Nina Easton’s Fortune profile of Newt indictes the source of Newt’s interest in the idea for a speech at Cooper Union:

Gingrich’s own epiphany about a presidential run dates back three years, when he picked up Harold Holzer’s “Lincoln at Cooper Union.” The book tells the story of how Lincoln’s lengthy 1860 speech in New York City – an intellectually rigorous rebuttal of slavery’s legal grounding – wowed the Eastern establishment and transformed a gawky, badly dressed Western politician into a leading presidential candidate.

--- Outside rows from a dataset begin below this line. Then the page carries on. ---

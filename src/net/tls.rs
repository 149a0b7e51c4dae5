//! TLS configuration and certificate loading.

use std::fmt;
use std::fs::File;
use std::io::{self, BufReader};
use std::path::Path;
use std::sync::Arc;

use rustls::crypto::CryptoProvider;
use rustls::pki_types::{CertificateDer, PrivateKeyDer, ServerName};
use rustls::{ClientConfig, RootCertStore, ServerConfig};
use tokio_rustls::{TlsAcceptor, TlsConnector};

use crate::error::{Error, Result};

/// TLS settings shared by servers and clients.
///
/// Listening uses the server half and dialing uses the client half. Both
/// are held behind `Arc` and cloned per use, so a caller's config is never
/// mutated by a running server or client.
#[derive(Clone, Default)]
pub struct TlsSettings {
    pub server: Option<Arc<ServerConfig>>,
    pub client: Option<Arc<ClientConfig>>,
    /// SNI / verification name for dials; defaults to the dialed host.
    pub server_name: Option<String>,
}

impl TlsSettings {
    pub fn server(config: ServerConfig) -> Self {
        Self {
            server: Some(Arc::new(config)),
            ..Self::default()
        }
    }

    pub fn client(config: ClientConfig) -> Self {
        Self {
            client: Some(Arc::new(config)),
            ..Self::default()
        }
    }

    pub fn with_server_name(mut self, name: impl Into<String>) -> Self {
        self.server_name = Some(name.into());
        self
    }

    pub(crate) fn acceptor(&self) -> Option<TlsAcceptor> {
        self.server.clone().map(TlsAcceptor::from)
    }

    pub(crate) fn connector(&self) -> Option<TlsConnector> {
        self.client.clone().map(TlsConnector::from)
    }

    /// Name presented for a dial to `addr`.
    pub(crate) fn server_name_for(&self, addr: &str) -> Result<ServerName<'static>> {
        let name = match &self.server_name {
            Some(name) => name.clone(),
            None => host_of(addr).to_string(),
        };
        ServerName::try_from(name.clone())
            .map_err(|e| Error::Tls(format!("invalid server name {:?}: {}", name, e)))
    }
}

impl fmt::Debug for TlsSettings {
    fn fmt(&self, f: &mut fmt::Formatter<'_>) -> fmt::Result {
        f.debug_struct("TlsSettings")
            .field("server", &self.server.is_some())
            .field("client", &self.client.is_some())
            .field("server_name", &self.server_name)
            .finish()
    }
}

/// Host part of a `host:port` address, without IPv6 brackets.
fn host_of(addr: &str) -> &str {
    let host = match addr.rsplit_once(':') {
        Some((host, _port)) => host,
        None => addr,
    };
    host.trim_start_matches('[').trim_end_matches(']')
}

fn provider() -> Arc<CryptoProvider> {
    Arc::new(rustls::crypto::ring::default_provider())
}

/// Load certificates from a PEM file.
pub fn load_certs(path: &Path) -> io::Result<Vec<CertificateDer<'static>>> {
    let file = File::open(path)?;
    let mut reader = BufReader::new(file);
    let certs = rustls_pemfile::certs(&mut reader).collect::<io::Result<Vec<_>>>()?;
    if certs.is_empty() {
        return Err(io::Error::new(
            io::ErrorKind::InvalidData,
            format!("no certificates found in {}", path.display()),
        ));
    }
    Ok(certs)
}

/// Load the first private key (PKCS#1, PKCS#8 or SEC1) from a PEM file.
pub fn load_private_key(path: &Path) -> io::Result<PrivateKeyDer<'static>> {
    let file = File::open(path)?;
    let mut reader = BufReader::new(file);
    rustls_pemfile::private_key(&mut reader)?.ok_or_else(|| {
        io::Error::new(
            io::ErrorKind::InvalidData,
            format!("no private key found in {}", path.display()),
        )
    })
}

/// Server config presenting a single certificate chain.
pub fn server_config(
    certs: Vec<CertificateDer<'static>>,
    key: PrivateKeyDer<'static>,
) -> Result<ServerConfig> {
    ServerConfig::builder_with_provider(provider())
        .with_safe_default_protocol_versions()
        .map_err(|e| Error::Tls(e.to_string()))?
        .with_no_client_auth()
        .with_single_cert(certs, key)
        .map_err(|e| Error::Tls(e.to_string()))
}

/// Client config trusting exactly `roots`.
pub fn client_config(roots: Vec<CertificateDer<'static>>) -> Result<ClientConfig> {
    let mut store = RootCertStore::empty();
    for cert in roots {
        store.add(cert).map_err(|e| Error::Tls(e.to_string()))?;
    }
    Ok(ClientConfig::builder_with_provider(provider())
        .with_safe_default_protocol_versions()
        .map_err(|e| Error::Tls(e.to_string()))?
        .with_root_certificates(store)
        .with_no_client_auth())
}

/// Build a server config from PEM certificate and key files.
pub fn server_config_from_pem(cert_path: &Path, key_path: &Path) -> Result<ServerConfig> {
    let certs = load_certs(cert_path)?;
    let key = load_private_key(key_path)?;
    server_config(certs, key)
}

/// Build a client config trusting the certificates in a PEM file.
pub fn client_config_from_pem(ca_path: &Path) -> Result<ClientConfig> {
    client_config(load_certs(ca_path)?)
}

Gingrich saw himself in this story of the underestimated outsider making good, despite the seeming hubris of comparing himself to Lincoln, and it now underpins his unorthodox quest for the presidency.

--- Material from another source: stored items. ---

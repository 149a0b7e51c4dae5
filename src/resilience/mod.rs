//! Resilience subsystem.
//!
//! # Data Flow
//! ```text
//! listener.accept() error
//!     → backoff.rs (transient? sleep 5ms..1s and retry : end the loop)
//! ```
//!
//! # Design Decisions
//! - Only resource-pressure errors are retried; anything else is permanent
//! - Deterministic delays (no jitter): one loop per listener, no herd

pub mod backoff;

pub use backoff::{is_transient_accept_error, AcceptBackoff};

As one thing led to another, the idea for a speech at Cooper Union materialized into an extended “dialogue” between Newt Gingrich and Mario Cuomo discussing the leading issues of the 2008 presidential election. Cooper Union has agreed to host the event — now scheduled for February 28 — Tim Russert to moderate it and Harold Holzer to chair it. As Newt explains:

Gov. Cuomo and I are very ambitious. We hope to do one better than Lincoln. Not to propel either of us to the presidency, but to propel our political system toward a genuinely productive search for the solutions to the challenges that face us.

The idea, in other words, is to elevate the level of debate on the issues of the day. Subsequent programs at Cooper Union may offer leading presidential candidates the opportunity to discuss their views in a similar manner. Barry Casselman has invited me to attend and cover the event on Power Line, which I hope to do. I’ll have more to say about it in the future and want to bring it to your attention in the meantime.